For production APIs, health checks should run at intervals short enough to catch failures before users notice, typically every 30 seconds to 2 minutes depending on your SLA. Critical endpoints such as payment or authentication may warrant checks every 15–30 seconds. The interval should be informed by your recovery time objectives, not just technical convenience.

What should trigger an API monitoring alert?

Alert on user-impacting signals: error rate exceeding a meaningful threshold, latency rising above your p99 baseline, or availability dropping below your SLA target. Avoid alerting on every small fluctuation; alerts should be actionable. If an on-call engineer cannot take a clear action in response to an alert, the threshold is probably misconfigured.

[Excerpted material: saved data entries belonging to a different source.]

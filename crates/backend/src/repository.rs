//! Scan record store abstraction.
//!
//! Handlers and the scan worker only see `dyn ScanRecordStore`, so the Postgres
//! store can be swapped for the in-memory one in tests.

use std::sync::Arc;

use async_trait::async_trait;
use shared_types::{ScanRecord, Verdict};
use thiserror::Error;
use tokio::sync::Mutex;

use crate::models::NewScanRecord;

#[derive(Debug, Error)]
pub enum StoreError {
    #[error("invalid status value: {0}")]
    InvalidStatus(String),

    #[error("scan record {0} not found")]
    NotFound(i32),

    #[error("connection pool error: {0}")]
    Pool(String),

    #[error("database error: {0}")]
    Persistence(#[source] anyhow::Error),
}

impl From<diesel::result::Error> for StoreError {
    fn from(err: diesel::result::Error) -> Self {
        StoreError::Persistence(err.into())
    }
}

/// Shared handle to whichever store the process runs with.
pub type SharedStore = Arc<dyn ScanRecordStore>;

/// Storage for classified emails.
///
/// A record is identified logically by (user_email, subject, sender, date);
/// `upsert` keeps at most one row per identity.
#[async_trait]
pub trait ScanRecordStore: Send + Sync {
    /// Insert a new row unconditionally.
    async fn insert(&self, record: NewScanRecord) -> Result<ScanRecord, StoreError>;

    /// Row with the same (user_email, subject, sender, date), if any.
    async fn find_matching(&self, record: &NewScanRecord)
        -> Result<Option<ScanRecord>, StoreError>;

    /// Overwrite the status of a row, and its creation time when given.
    async fn set_status(
        &self,
        id: i32,
        status: &str,
        created_at: Option<i64>,
    ) -> Result<ScanRecord, StoreError>;

    /// A user's records, most recent email date first.
    async fn list_by_date(&self, user_email: &str) -> Result<Vec<ScanRecord>, StoreError>;

    /// A user's records, most recently created first.
    async fn list_by_created(&self, user_email: &str) -> Result<Vec<ScanRecord>, StoreError>;

    /// Create the record, or update the verdict of the matching one.
    ///
    /// An unchanged verdict leaves the existing row untouched. A changed verdict
    /// also refreshes its creation time.
    async fn upsert(&self, record: NewScanRecord) -> Result<ScanRecord, StoreError> {
        match self.find_matching(&record).await? {
            Some(existing) if existing.status == record.status => {
                tracing::debug!("Scan record {} unchanged", existing.id);
                Ok(existing)
            }
            Some(existing) => {
                tracing::info!(
                    "Updating scan record {}: {} -> {}",
                    existing.id,
                    existing.status,
                    record.status
                );
                self.set_status(existing.id, &record.status, Some(record.created_at))
                    .await
            }
            None => {
                let created = self.insert(record).await?;
                tracing::info!("Stored new scan record {}", created.id);
                Ok(created)
            }
        }
    }

    /// Set a verdict by hand. Creation time is kept.
    async fn update_verdict(&self, id: i32, verdict: Verdict) -> Result<ScanRecord, StoreError> {
        self.set_status(id, verdict.as_str(), None).await
    }
}

/// In-process store backed by a vector.
#[derive(Debug, Default)]
pub struct MemoryScanStore {
    inner: Mutex<MemoryRows>,
}

#[derive(Debug, Default)]
struct MemoryRows {
    last_id: i32,
    rows: Vec<ScanRecord>,
}

impl MemoryScanStore {
    pub fn new() -> Self {
        Self::default()
    }

    /// Number of stored rows.
    pub async fn len(&self) -> usize {
        self.inner.lock().await.rows.len()
    }

    pub async fn is_empty(&self) -> bool {
        self.len().await == 0
    }
}

#[async_trait]
impl ScanRecordStore for MemoryScanStore {
    async fn insert(&self, record: NewScanRecord) -> Result<ScanRecord, StoreError> {
        let mut inner = self.inner.lock().await;
        inner.last_id += 1;
        let row = ScanRecord {
            id: inner.last_id,
            user_email: record.user_email,
            subject: record.subject,
            sender: record.sender,
            date: record.date,
            body: record.body,
            status: record.status,
            created_at: record.created_at,
        };
        inner.rows.push(row.clone());
        Ok(row)
    }

    async fn find_matching(
        &self,
        record: &NewScanRecord,
    ) -> Result<Option<ScanRecord>, StoreError> {
        let inner = self.inner.lock().await;
        Ok(inner
            .rows
            .iter()
            .find(|row| record.same_identity(row))
            .cloned())
    }

    async fn set_status(
        &self,
        id: i32,
        status: &str,
        created_at: Option<i64>,
    ) -> Result<ScanRecord, StoreError> {
        let mut inner = self.inner.lock().await;
        let row = inner
            .rows
            .iter_mut()
            .find(|row| row.id == id)
            .ok_or(StoreError::NotFound(id))?;
        row.status = status.to_string();
        if let Some(ts) = created_at {
            row.created_at = ts;
        }
        Ok(row.clone())
    }

    async fn list_by_date(&self, user_email: &str) -> Result<Vec<ScanRecord>, StoreError> {
        let inner = self.inner.lock().await;
        let mut rows: Vec<ScanRecord> = inner
            .rows
            .iter()
            .filter(|row| row.user_email == user_email)
            .cloned()
            .collect();
        rows.sort_by(|a, b| b.date.cmp(&a.date));
        Ok(rows)
    }

    async fn list_by_created(&self, user_email: &str) -> Result<Vec<ScanRecord>, StoreError> {
        let inner = self.inner.lock().await;
        let mut rows: Vec<ScanRecord> = inner
            .rows
            .iter()
            .filter(|row| row.user_email == user_email)
            .cloned()
            .collect();
        rows.sort_by(|a, b| b.created_at.cmp(&a.created_at).then(b.id.cmp(&a.id)));
        Ok(rows)
    }
}

#[cfg(test)]
mod tests {
    use super::*;

    fn record(subject: &str, date: &str, verdict: Verdict) -> NewScanRecord {
        NewScanRecord::new(
            "alice@contoso.com",
            subject,
            "bank@evil.test",
            date,
            "body",
            verdict,
        )
    }

    #[tokio::test]
    async fn test_upsert_is_idempotent() {
        let store = MemoryScanStore::new();
        let first = store
            .upsert(record("Verify", "2024-05-01", Verdict::Phishing))
            .await
            .unwrap();
        let second = store
            .upsert(record("Verify", "2024-05-01", Verdict::Phishing))
            .await
            .unwrap();

        assert_eq!(first, second);
        assert_eq!(store.len().await, 1);
    }

    #[tokio::test]
    async fn test_upsert_updates_changed_verdict_in_place() {
        let store = MemoryScanStore::new();
        let mut original = record("Verify", "2024-05-01", Verdict::Phishing);
        original.created_at = 100;
        let first = store.upsert(original).await.unwrap();

        let mut changed = record("Verify", "2024-05-01", Verdict::Safe);
        changed.created_at = 200;
        let second = store.upsert(changed).await.unwrap();

        assert_eq!(second.id, first.id);
        assert_eq!(second.status, "Safe");
        assert_eq!(second.created_at, 200);
        assert_eq!(store.len().await, 1);
    }

    #[tokio::test]
    async fn test_different_identity_creates_new_row() {
        let store = MemoryScanStore::new();
        store
            .upsert(record("Verify", "2024-05-01", Verdict::Phishing))
            .await
            .unwrap();
        store
            .upsert(record("Verify", "2024-05-02", Verdict::Phishing))
            .await
            .unwrap();
        assert_eq!(store.len().await, 2);
    }

    #[tokio::test]
    async fn test_update_verdict_unknown_id() {
        let store = MemoryScanStore::new();
        let err = store.update_verdict(42, Verdict::Safe).await.unwrap_err();
        assert!(matches!(err, StoreError::NotFound(42)));
    }

    #[tokio::test]
    async fn test_update_verdict_keeps_created_at() {
        let store = MemoryScanStore::new();
        let mut new = record("Invoice", "2024-05-01", Verdict::Phishing);
        new.created_at = 5;
        let row = store.insert(new).await.unwrap();

        let updated = store.update_verdict(row.id, Verdict::Safe).await.unwrap();
        assert_eq!(updated.status, "Safe");
        assert_eq!(updated.created_at, 5);
    }

    #[tokio::test]
    async fn test_list_orderings() {
        let store = MemoryScanStore::new();
        let mut older_mail = record("a", "2024-05-01T08:00:00Z", Verdict::Safe);
        older_mail.created_at = 300;
        let mut newer_mail = record("b", "2024-05-03T08:00:00Z", Verdict::Safe);
        newer_mail.created_at = 100;
        store.insert(older_mail).await.unwrap();
        store.insert(newer_mail).await.unwrap();
        store
            .insert(NewScanRecord::new(
                "bob@contoso.com",
                "c",
                "x",
                "2024-06-01",
                "",
                Verdict::Safe,
            ))
            .await
            .unwrap();

        let by_date = store.list_by_date("alice@contoso.com").await.unwrap();
        assert_eq!(
            by_date.iter().map(|r| r.subject.as_str()).collect::<Vec<_>>(),
            vec!["b", "a"]
        );

        let by_created = store.list_by_created("alice@contoso.com").await.unwrap();
        assert_eq!(
            by_created
                .iter()
                .map(|r| r.subject.as_str())
                .collect::<Vec<_>>(),
            vec!["a", "b"]
        );
    }
}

How do you set meaningful monitoring thresholds without historical data?

Start with conservative defaults, deploy monitoring alongside the API from day one, and let it collect baseline data across different times of day and traffic patterns. After two to four weeks you will have enough data to set thresholds based on actual behaviour. In the meantime, alert on relative deviations such as 2x the rolling average rather than absolute values.